Despite the good rationale for involvement of the vermis in gait function in PD patients, the medial cerebellum is not routinely included in TMS stimulation in PD patients. In our study, all patients received stimulation in both cerebellar hemispheres and the medial cerebellum. Due to the deep location of the vermis, we cannot confirm that the TMS field reached the vermis in every patient. This study therefore does not allow for identification of the most effective target location, and we cannot rule out that a unilateral stimulation or sole stimulation of the cerebellar hemispheres would have been sufficient. Furthermore, stimulation of the cerebellum was performed using landmarks. Application of neuro-navigation would likely have optimized consistency of target location within and across sessions and the ability to target based on individual brain anatomy. This is a limitation of the study protocol.
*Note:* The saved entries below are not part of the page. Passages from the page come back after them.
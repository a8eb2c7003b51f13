use super::{Item, ItemValue};
use crate::entities::{EntityId, EntityScene, TransformComponent};
use crate::traversal::{traverse, TraversalMode, TreeVisitor};

/// Projects an entity subtree into an [`Item`] tree
///
/// Every entity becomes an item named after it, carrying its id, active flag,
/// attached component names and, when it has a transform, its local position.
#[derive(Debug, Default)]
pub struct ItemExportVisitor {
    stack: Vec<Item>,
    result: Option<Item>,
}

impl ItemExportVisitor {
    /// Create a visitor
    pub fn new() -> Self {
        Self::default()
    }

    /// Export the subtree under `root`, inactive entities included
    pub fn export(scene: &EntityScene, root: EntityId) -> Option<Item> {
        let mut visitor = Self::new();
        traverse(&mut &*scene, root, &mut visitor, TraversalMode::All);
        visitor.take_item()
    }

    /// Item tree of the last traversal
    pub fn take_item(&mut self) -> Option<Item> {
        self.result.take()
    }
}

/// Ids past `i64::MAX` are kept as text
fn id_value(id: EntityId) -> ItemValue {
    match i64::try_from(id.0) {
        Ok(value) => ItemValue::Int(value),
        Err(_) => {
            log::warn!("Entity id {id} does not fit an integer item value");
            ItemValue::Text(id.0.to_string())
        }
    }
}

impl<'a> TreeVisitor<&'a EntityScene> for ItemExportVisitor {
    fn pre_traverse(&mut self, _scene: &mut &'a EntityScene) {
        self.stack.clear();
        self.result = None;
    }

    fn pre_order_visit(&mut self, scene: &mut &'a EntityScene, id: EntityId) -> bool {
        let Some(entity) = scene.entity(id) else {
            return false;
        };

        let mut item = Item::new(entity.name());
        item.set("id", id_value(id));
        item.set("active", entity.is_active());
        item.set("components", entity.component_names().join(","));
        if let Some(transform) = entity.component::<TransformComponent>() {
            let position = transform.local.position;
            item.set("position", vec![position.x, position.y, position.z]);
        }
        self.stack.push(item);
        true
    }

    fn post_order_visit(&mut self, _scene: &mut &'a EntityScene, _id: EntityId) {
        let Some(item) = self.stack.pop() else {
            return;
        };
        match self.stack.last_mut() {
            Some(parent) => {
                parent.add_child(item);
            }
            None => self.result = Some(item),
        }
    }

    fn post_traverse(&mut self, _scene: &mut &'a EntityScene) {
        if !self.stack.is_empty() {
            log::error!("Item export finished with {} unclosed items", self.stack.len());
            self.stack.clear();
        }
    }
}

#[cfg(test)]
mod tests {
    use super::*;
    use crate::foundation::math::Vec3;

    #[test]
    fn test_export_mirrors_hierarchy() {
        let mut scene = EntityScene::default();
        let ship = scene.create_entity("ship");
        scene
            .add_component(ship, TransformComponent::from_position(Vec3::new(1.0, 2.0, 3.0)))
            .unwrap();
        let engine = scene.create_entity("engine");
        scene.set_parent(engine, ship).unwrap();
        scene.set_active(engine, false).unwrap();

        let item = ItemExportVisitor::export(&scene, ship).unwrap();
        assert_eq!(item.name, "ship");
        assert_eq!(item.get("id"), Some(&ItemValue::Int(ship.0 as i64)));
        assert_eq!(item.get("position"), Some(&ItemValue::Vector(vec![1.0, 2.0, 3.0])));
        assert_eq!(item.get("components"), Some(&ItemValue::Text("TransformComponent".into())));

        let engine_item = item.resolve(&"engine".into()).unwrap();
        assert_eq!(engine_item.get("active"), Some(&ItemValue::Bool(false)));
        assert!(engine_item.get("position").is_none());

        let whole = ItemExportVisitor::export(&scene, scene.root()).unwrap();
        assert!(whole.resolve(&"ship/engine".into()).is_some());
    }

    #[test]
    fn test_large_ids_are_not_truncated() {
        assert_eq!(id_value(EntityId(7)), ItemValue::Int(7));
        assert_eq!(id_value(EntityId(u64::MAX)), ItemValue::Text(u64::MAX.to_string()));
    }

    #[test]
    fn test_export_of_unknown_entity() {
        let scene = EntityScene::default();
        assert!(ItemExportVisitor::export(&scene, EntityId(999)).is_none());
    }
}
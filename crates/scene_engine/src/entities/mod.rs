//! Entity-component scene
//!
//! Entities form a hierarchy like scene graph nodes but carry no fixed type.
//! Behaviour comes from the components attached to them and from systems
//! that run over views, cached lists of the entities matching a component
//! signature.

pub mod component;
pub mod components;
pub mod copy;
pub mod entity;
pub mod scene;
pub mod system;
pub mod systems;
pub mod view;

pub use component::{
    Component, ComponentContext, ComponentMask, ComponentRegistry, ComponentSet, ComponentState, LoadResult,
};
pub use components::{
    BehaviourComponent, BehaviourFn, Body2DComponent, CameraComponent, LightComponent, LightKind, SphereComponent,
    TransformComponent,
};
pub use copy::{EntityCopyVisitor, EntityPrefab, PrefabEntity};
pub use entity::{Entity, EntityId};
pub use scene::EntityScene;
pub use system::{LightParams, RenderSink, System, SystemStage};
pub use systems::{BehaviourSystem, LightSystem, OctreeSystem, QuadtreeSystem, TransformSystem};
pub use view::{View, ViewId};

/// Entity scene errors
#[derive(thiserror::Error, Debug, Clone, PartialEq, Eq)]
pub enum EntityError {
    /// No entity with this id exists in the scene
    #[error("entity {0} does not exist")]
    UnknownEntity(EntityId),

    /// The operation is not allowed on the root entity
    #[error("operation not allowed on the root entity")]
    RootEntity,

    /// The entity would become its own ancestor
    #[error("parenting {child} under {parent} would create a cycle")]
    Cycle {
        /// Requested parent
        parent: EntityId,
        /// Requested child
        child: EntityId,
    },

    /// The entity already has a component of this type
    #[error("entity {entity} already has a {component}")]
    DuplicateComponent {
        /// Entity that was passed
        entity: EntityId,
        /// Component type name
        component: &'static str,
    },

    /// The entity has no component of this type
    #[error("entity {entity} has no {component}")]
    MissingComponent {
        /// Entity that was passed
        entity: EntityId,
        /// Component type name
        component: &'static str,
    },

    /// Component masks are 64 bits wide
    #[error("more than {0} component types registered")]
    TooManyComponentTypes(usize),

    /// A prefab without entries
    #[error("prefab is empty")]
    EmptyPrefab,

    /// Rejected configuration
    #[error("invalid entity scene configuration: {0}")]
    InvalidConfig(String),
}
Another limitation derives from the fixed stimulation intensity that was used for all patients. Even if electric field estimation indicates that the induced electric field from our study protocol can principally reach the target location (Fig. S4), we cannot rule out that anatomical variability led to insufficient stimulation in some individuals, especially in the median cerebellum, due to its deep location. As described in the methods, we believe that determination of the motor threshold over M1 for selection of stimulation power in a distinct brain region is arbitrary, but this problem could be resolved by determination of the necessary stimulation intensity via measurement of cerebellar inhibition.⁵⁹ However, this approach is more time-intensive. Furthermore although figure-of-eight coils are frequently used for cerebellar TMS stimulation, other coil shapes may be more effective in inducing therapeutic effects in future studies.

All observed treatment effects persisted until V2 (1 month after last stimulation day of TMS). The true duration of treatment effect therefore remains to be determined in future studies with longer follow-up periods.

The traditional view of cerebellar functions as being involved in only primarily motor-related processes has changed. There is a broad agreement about the involvement of the cerebellum in diverse domains of emotional processing like emotional perception and recognition, evaluation of emotional context and integration into social behavior.⁶⁰ Furthermore, evidence from neuroimaging and patient populations suggests that the cerebellum supports cognitive function. Accordingly, individuals with focal cerebellar lesions show a complex pattern of cognitive and affective deficits termed “cerebellar cognitive affective syndrome”.^{55, 61} As a limitation of our study, we did not assess the cognitive and emotional state at baseline and above all, after treatment. Thus, we cannot conclude on possible effects of cerebellar rTMS on cognitive or emotional functions.